Przy takiej dźwigni Comex jest rynkiem, który ma ogromny wpływ na wahania cenowe. To właśnie nagłe sprzedaże ogromnej ilości kontraktów na Comexie były w tym roku przyczyną ostrych krachów na złocie. Tak było 12 kwietnia, kiedy najpierw 100 ton, a później 300 ton zbiły cenę o 84 dolary na uncji. Podobna wyprzedaż miała miejsce 11 października, kiedy wyprzedaż 62 ton złota spowodowała nawet zatrzymanie na 10 sekund Commodity Market Exchange.
Złoto zabezpieczeniem
Stany Zjednoczone wpadły w pułapkę zadłużenia, z której droga wiedzie do upadku siły nabywczej dolara. Może się to dziać stopniowo poprzez zyskiwanie na znaczeniu walut szybko rozwijających się państw z grupy BRICS. Nie można jednak wykluczyć scenariusza, w którym dolar podzieli los innych papierowych walut, które odeszły już w zapomnienie. Kryzys długu nie dotyczy tylko Stanów Zjednoczonych, ale większości rozwiniętych państw, w tym europejskich.

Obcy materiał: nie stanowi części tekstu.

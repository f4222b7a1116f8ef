//! Patient-flow tests against a real PostgreSQL database.
//!
//! Set `TEST_DATABASE_URL` to run them; every test works inside a
//! transaction that is rolled back. Without the variable they return early.

use chrono::Duration;
use diesel::prelude::*;

use emr_clinic::db;
use emr_clinic::enums::{Department, PatientStatus, Priority, QueueStatus, ReferralStatus, Role, Sex, VisitType};
use emr_clinic::error::ApiError;
use emr_clinic::models::{NewUser, Patient, User};
use emr_clinic::schema::{doctor_queue, patients};
use emr_clinic::store;
use emr_clinic::store::patients::Registration;
use emr_clinic::store::visits::VisitForm;

fn connection() -> Option<PgConnection> {
    let url = std::env::var("TEST_DATABASE_URL").ok()?;
    let mut conn = PgConnection::establish(&url).expect("connect to TEST_DATABASE_URL");
    db::run_migrations(&mut conn).expect("migrations");
    Some(conn)
}

fn user(conn: &mut PgConnection, username: &str, role: Role) -> User {
    store::users::insert_user(
        conn,
        &NewUser {
            full_name: username,
            username,
            password_hash: "$2b$04$not.a.real.hash",
            role,
        },
    )
    .unwrap()
}

fn patient(conn: &mut PgConnection, name: &str, card_number: &str) -> Patient {
    store::patients::register(
        conn,
        &Registration {
            full_name: name.to_string(),
            sex: Sex::Female,
            phone: String::new(),
            card_number: card_number.to_string(),
        },
    )
    .unwrap()
}

fn queue_status(conn: &mut PgConnection, queue_id: i32) -> QueueStatus {
    store::queue::find(conn, queue_id).unwrap().unwrap().status
}

fn general_visit(patient_id: i32) -> VisitForm {
    VisitForm {
        patient_id,
        visit_type: VisitType::General,
        symptoms: "Headache".into(),
        diagnosis: "Tension headache".into(),
        prescription: "Rest".into(),
    }
}

#[test]
fn start_then_complete_walks_the_queue_states() {
    let Some(mut conn) = connection() else { return };
    conn.test_transaction::<_, ApiError, _>(|conn| {
        let desk = user(conn, "t-desk", Role::Receptionist);
        let doctor = user(conn, "t-doctor", Role::Doctor);
        let p = patient(conn, "Queue Walker", "T-Q01");
        let entry = store::queue::enqueue(conn, p.id, desk.id, Priority::Normal, "")?;

        assert!(store::queue::start_visit(conn, entry.id, doctor.id)?);
        let started = store::queue::find(conn, entry.id)?.unwrap();
        assert_eq!(started.status, QueueStatus::InProgress);
        assert_eq!(started.doctor_id, Some(doctor.id));
        assert!(started.started_at.is_some());

        // a second start finds nothing waiting
        assert!(!store::queue::start_visit(conn, entry.id, doctor.id)?);

        assert!(store::queue::complete_visit(conn, entry.id)?);
        let completed = store::queue::find(conn, entry.id)?.unwrap();
        assert_eq!(completed.status, QueueStatus::Completed);
        assert!(completed.completed_at.is_some());
        Ok(())
    });
}

#[test]
fn transitions_out_of_order_change_nothing() {
    let Some(mut conn) = connection() else { return };
    conn.test_transaction::<_, ApiError, _>(|conn| {
        let desk = user(conn, "t-desk", Role::Receptionist);
        let doctor = user(conn, "t-doctor", Role::Doctor);
        let p = patient(conn, "Out Of Order", "T-Q02");
        let entry = store::queue::enqueue(conn, p.id, desk.id, Priority::Urgent, "")?;

        assert!(!store::queue::complete_visit(conn, entry.id)?);
        assert_eq!(queue_status(conn, entry.id), QueueStatus::Waiting);

        assert!(store::queue::start_visit(conn, entry.id, doctor.id)?);
        assert!(store::queue::complete_visit(conn, entry.id)?);

        assert!(!store::queue::start_visit(conn, entry.id, doctor.id)?);
        assert!(!store::queue::complete_visit(conn, entry.id)?);
        assert_eq!(queue_status(conn, entry.id), QueueStatus::Completed);

        assert!(!store::queue::start_visit(conn, i32::MAX, doctor.id)?);
        Ok(())
    });
}

#[test]
fn a_patient_holds_one_active_queue_slot() {
    let Some(mut conn) = connection() else { return };
    conn.test_transaction::<_, ApiError, _>(|conn| {
        let desk = user(conn, "t-desk", Role::Receptionist);
        let doctor = user(conn, "t-doctor", Role::Doctor);
        let p = patient(conn, "Double Send", "T-Q03");
        let entry = store::queue::enqueue(conn, p.id, desk.id, Priority::Normal, "")?;

        let again = store::queue::enqueue(conn, p.id, desk.id, Priority::Emergency, "");
        assert!(matches!(again, Err(ApiError::Conflict(_))));

        store::queue::start_visit(conn, entry.id, doctor.id)?;
        store::queue::complete_visit(conn, entry.id)?;
        let follow_up = store::queue::enqueue(conn, p.id, desk.id, Priority::Normal, "follow-up")?;
        assert_eq!(follow_up.status, QueueStatus::Waiting);
        Ok(())
    });
}

#[test]
fn doctor_queue_serves_by_priority_then_arrival() {
    let Some(mut conn) = connection() else { return };
    conn.test_transaction::<_, ApiError, _>(|conn| {
        let desk = user(conn, "t-desk", Role::Receptionist);
        let a = patient(conn, "Patient A", "T-Q04");
        let b = patient(conn, "Patient B", "T-Q05");
        let c = patient(conn, "Patient C", "T-Q06");
        let base = store::now() - Duration::hours(1);

        for (p, priority, offset) in [
            (&a, Priority::Normal, 0),
            (&b, Priority::Emergency, 5),
            (&c, Priority::Urgent, 2),
        ] {
            let entry = store::queue::enqueue(conn, p.id, desk.id, priority, "")?;
            diesel::update(doctor_queue::table.find(entry.id))
                .set(doctor_queue::sent_at.eq(base + Duration::minutes(offset)))
                .execute(conn)?;
        }

        let ours = [a.id, b.id, c.id];
        let order: Vec<i32> = store::queue::active_queue(conn)?
            .into_iter()
            .map(|row| row.patient.id)
            .filter(|id| ours.contains(id))
            .collect();
        assert_eq!(order, vec![b.id, c.id, a.id]);
        Ok(())
    });
}

#[test]
fn first_visit_activates_exactly_once() {
    let Some(mut conn) = connection() else { return };
    conn.test_transaction::<_, ApiError, _>(|conn| {
        let doctor = user(conn, "t-doctor", Role::Doctor);
        let p = patient(conn, "First Timer", "T-V01");
        assert_eq!(p.status, PatientStatus::Inactive);

        let first = store::visits::record(conn, doctor.id, &general_visit(p.id), None)?;
        assert!(first.activated);
        let after_first = store::patients::find(conn, p.id)?.unwrap();
        assert_eq!(after_first.status, PatientStatus::Active);
        assert_eq!(after_first.first_visit_date, Some(store::today()));

        let second = store::visits::record(conn, doctor.id, &general_visit(p.id), None)?;
        assert!(!second.activated);
        assert_eq!(store::patients::find(conn, p.id)?.unwrap(), after_first);
        Ok(())
    });
}

#[test]
fn visit_from_the_queue_completes_its_entry() {
    let Some(mut conn) = connection() else { return };
    conn.test_transaction::<_, ApiError, _>(|conn| {
        let desk = user(conn, "t-desk", Role::Receptionist);
        let doctor = user(conn, "t-doctor", Role::Doctor);
        let p = patient(conn, "From Queue", "T-V02");
        let entry = store::queue::enqueue(conn, p.id, desk.id, Priority::Normal, "")?;
        store::queue::start_visit(conn, entry.id, doctor.id)?;

        let recorded = store::visits::record(conn, doctor.id, &general_visit(p.id), Some(entry.id))?;
        assert_eq!(recorded.queue_completed, Some(true));
        assert_eq!(queue_status(conn, entry.id), QueueStatus::Completed);
        Ok(())
    });
}

#[test]
fn visit_cannot_close_another_patients_queue_entry() {
    let Some(mut conn) = connection() else { return };
    conn.test_transaction::<_, ApiError, _>(|conn| {
        let desk = user(conn, "t-desk", Role::Receptionist);
        let doctor = user(conn, "t-doctor", Role::Doctor);
        let seen = patient(conn, "Being Seen", "T-V03");
        let other = patient(conn, "Still Waiting", "T-V04");
        let entry = store::queue::enqueue(conn, other.id, desk.id, Priority::Normal, "")?;
        store::queue::start_visit(conn, entry.id, doctor.id)?;

        let recorded = store::visits::record(conn, doctor.id, &general_visit(seen.id), Some(entry.id))?;
        assert_eq!(recorded.queue_completed, Some(false));
        assert_eq!(queue_status(conn, entry.id), QueueStatus::InProgress);
        assert!(store::queue::active_entry_for(conn, other.id)?.is_some());
        Ok(())
    });
}

#[test]
fn visit_for_unknown_patient_is_rejected() {
    let Some(mut conn) = connection() else { return };
    conn.test_transaction::<_, ApiError, _>(|conn| {
        let doctor = user(conn, "t-doctor", Role::Doctor);
        let result = store::visits::record(conn, doctor.id, &general_visit(i32::MAX), None);
        assert!(matches!(result, Err(ApiError::NotFound("patient"))));
        Ok(())
    });
}

#[test]
fn waiting_list_is_first_come_and_skips_queued_patients() {
    let Some(mut conn) = connection() else { return };
    conn.test_transaction::<_, ApiError, _>(|conn| {
        let desk = user(conn, "t-desk", Role::Receptionist);
        let early = patient(conn, "Early Bird", "T-W01");
        let late = patient(conn, "Late Comer", "T-W02");
        let queued = patient(conn, "Already Queued", "T-W03");

        let base = store::now() - Duration::hours(2);
        for (p, offset) in [(&late, 30), (&early, 0), (&queued, 10)] {
            diesel::update(patients::table.find(p.id))
                .set(patients::date_registered.eq(base + Duration::minutes(offset)))
                .execute(conn)?;
        }
        store::queue::enqueue(conn, queued.id, desk.id, Priority::Normal, "")?;

        let ours = [early.id, late.id, queued.id];
        let waiting: Vec<i32> = store::patients::waiting_list(conn)?
            .into_iter()
            .map(|p| p.id)
            .filter(|id| ours.contains(id))
            .collect();
        assert_eq!(waiting, vec![early.id, late.id]);
        Ok(())
    });
}

#[test]
fn duplicate_card_numbers_are_rejected() {
    let Some(mut conn) = connection() else { return };
    conn.test_transaction::<_, ApiError, _>(|conn| {
        patient(conn, "Original", "T-D01");
        let duplicate = store::patients::register(
            conn,
            &Registration {
                full_name: "Copy".into(),
                sex: Sex::Male,
                phone: String::new(),
                card_number: "T-D01".into(),
            },
        );
        assert!(matches!(duplicate, Err(ApiError::Conflict(_))));
        Ok(())
    });
}

#[test]
fn referrals_move_forward_within_their_own_department() {
    let Some(mut conn) = connection() else { return };
    conn.test_transaction::<_, ApiError, _>(|conn| {
        let doctor = user(conn, "t-doctor", Role::Doctor);
        let p = patient(conn, "Referred", "T-R01");
        let visit = store::visits::record(conn, doctor.id, &general_visit(p.id), None)?.visit;
        let referral = store::referrals::create(conn, visit.id, doctor.id, Department::Lab, "")?;
        assert_eq!(referral.status, ReferralStatus::Pending);
        assert_eq!(referral.notes, format!("Referred from visit #{}", visit.id));

        // another department cannot touch it
        assert!(!store::referrals::transition(conn, Department::Ultrasound, referral.id, ReferralStatus::InProgress)?);
        // no skipping straight to completed
        assert!(!store::referrals::transition(conn, Department::Lab, referral.id, ReferralStatus::Completed)?);

        assert!(store::referrals::transition(conn, Department::Lab, referral.id, ReferralStatus::InProgress)?);
        assert!(store::referrals::transition(conn, Department::Lab, referral.id, ReferralStatus::Completed)?);
        assert!(!store::referrals::transition(conn, Department::Lab, referral.id, ReferralStatus::Completed)?);

        let stored = store::referrals::for_visit(conn, visit.id)?;
        assert_eq!(stored.len(), 1);
        assert_eq!(stored[0].status, ReferralStatus::Completed);
        assert!(stored[0].completed_at.is_some());
        Ok(())
    });
}

#[test]
fn lab_results_attach_once() {
    let Some(mut conn) = connection() else { return };
    conn.test_transaction::<_, ApiError, _>(|conn| {
        let doctor = user(conn, "t-doctor", Role::Doctor);
        let tech = user(conn, "t-lab", Role::Lab);
        let p = patient(conn, "Blood Work", "T-L01");
        let request = store::requests::create_lab_request(conn, p.id, doctor.id, "CBC", "")?;

        let before = store::requests::lab_counts(conn, Some(doctor.id))?;
        assert_eq!(before.pending, 1);

        assert!(store::requests::complete_lab_request(conn, request.id, tech.id, "Normal ranges")?);
        assert!(!store::requests::complete_lab_request(conn, request.id, tech.id, "Overwritten")?);

        let after = store::requests::lab_counts(conn, Some(doctor.id))?;
        assert_eq!(after.pending, 0);
        assert_eq!(after.completed_today, 1);
        assert_eq!(store::requests::completed_lab_total(conn, Some(doctor.id))?, 1);
        Ok(())
    });
}

#[test]
fn dashboard_waiting_count_matches_the_waiting_list() {
    let Some(mut conn) = connection() else { return };
    conn.test_transaction::<_, ApiError, _>(|conn| {
        let desk = user(conn, "t-desk", Role::Receptionist);
        let p = patient(conn, "Counted Once", "T-S01");

        let before = store::stats::dashboard(conn, Role::Receptionist, desk.id)?;
        assert_eq!(before.waiting_patients, store::patients::waiting_list(conn)?.len() as i64);

        store::queue::enqueue(conn, p.id, desk.id, Priority::Normal, "")?;
        let after = store::stats::dashboard(conn, Role::Receptionist, desk.id)?;
        assert_eq!(after.waiting_patients, before.waiting_patients - 1);
        assert_eq!(after.waiting_patients, store::patients::waiting_count(conn)?);
        Ok(())
    });
}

Warto zabezpieczyć się przed tym, przenosząc wartość zgromadzonych środków na aktywa chroniące przed przykrymi konsekwencjami nadmiernego zadłużania się. Dobrym rozwiązaniem jest zaopatrzenie się w złoto fizyczne. Wciąż stosunkowo niska cena jest dodatkowym argumentem, by pójść w ślady Azjatów. Co prawda cena złota może jeszcze zanotować krótkookresowe spadki, ale fundamenty wskazują, że na przestrzeni kilku najbliższych lat prawdopodobne są kilkusetprocentowe wzrosty.